- Extracted data:
fn resolve_annotation_item<'a, C: DexContainer<'a>>(
    dex: &DexFile<'a, C>,
    item: &AnnotationItem,
) -> Result<AnnotationMeta> {
    let mut elements = Vec::with_capacity(item.annotation.elements.len());
    for element in &item.annotation.elements {
        elements.push(AnnotationElementMeta {
            name: dex.get_utf16_str_lossy_at(element.name_idx)?,
            value: resolve_value(dex, &element.value)?,
        });
    }
    Ok(AnnotationMeta {
        type_descriptor: dex.get_type_desc_at(item.annotation.type_idx as u16)?,
        visibility: item.visibility,
        elements,
    })
}

fn resolve_value<'a, C: DexContainer<'a>>(
    dex: &DexFile<'a, C>,
    value: &EncodedValue,
) -> Result<AnnotationValue> {
    Ok(match value {
        EncodedValue::Byte(v) => AnnotationValue::Byte(*v),
        EncodedValue::Short(v) => AnnotationValue::Short(*v),
        EncodedValue::Char(v) => AnnotationValue::Char(*v),
        EncodedValue::Int(v) => AnnotationValue::Int(*v),
        EncodedValue::Long(v) => AnnotationValue::Long(*v),
        EncodedValue::Float(v) => AnnotationValue::Float(*v),
        EncodedValue::Double(v) => AnnotationValue::Double(*v),
        EncodedValue::Boolean(v) => AnnotationValue::Boolean(*v),
        EncodedValue::MethodType(v) => AnnotationValue::MethodType(*v),
        EncodedValue::MethodHandle(v) => AnnotationValue::MethodHandle(*v),
        EncodedValue::String(idx) => {
            AnnotationValue::String(dex.get_utf16_str_lossy_at(*idx)?)
        }
        EncodedValue::Type(idx) => AnnotationValue::Type(dex.get_type_desc_at(*idx as u16)?),
        EncodedValue::Field(idx) => {
            let field_id = dex.get_field_id(*idx)?;
            AnnotationValue::Field(format!(
                "{}->{}:{}",
                dex.get_type_desc_at(field_id.class_idx)?,
                dex.get_field_name(field_id)?,
                dex.get_type_desc_at(field_id.type_idx)?
            ))
        }
        EncodedValue::Method(idx) => {
            let meta = build_method_meta(0, dex, *idx, 0)?;
            AnnotationValue::Method(meta.descriptor())
        }
        EncodedValue::Enum(idx) => {
            let field_id = dex.get_field_id(*idx)?;
            AnnotationValue::Enum(format!(
                "{}->{}:{}",
                dex.get_type_desc_at(field_id.class_idx)?,
                dex.get_field_name(field_id)?,
                dex.get_type_desc_at(field_id.type_idx)?
            ))
        }
        EncodedValue::Array(values) => {
            let mut out = Vec::with_capacity(values.len());
            for v in values {
                out.push(resolve_value(dex, v)?);
            }
            AnnotationValue::Array(out)
        }
        EncodedValue::Annotation(annotation) => {
            let item = AnnotationItem {
                visibility: crate::file::visibility::BUILD,
                annotation: annotation.clone(),
            };
            AnnotationValue::Annotation(Box::new(resolve_annotation_item(dex, &item)?))
        }
        EncodedValue::Null => AnnotationValue::Null,
    })
}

- What the task asks:
Copy out each line from the preceding entries that mentions the word "push".

- The answer:
        elements.push(AnnotationElementMeta {
                out.push(resolve_value(dex, v)?);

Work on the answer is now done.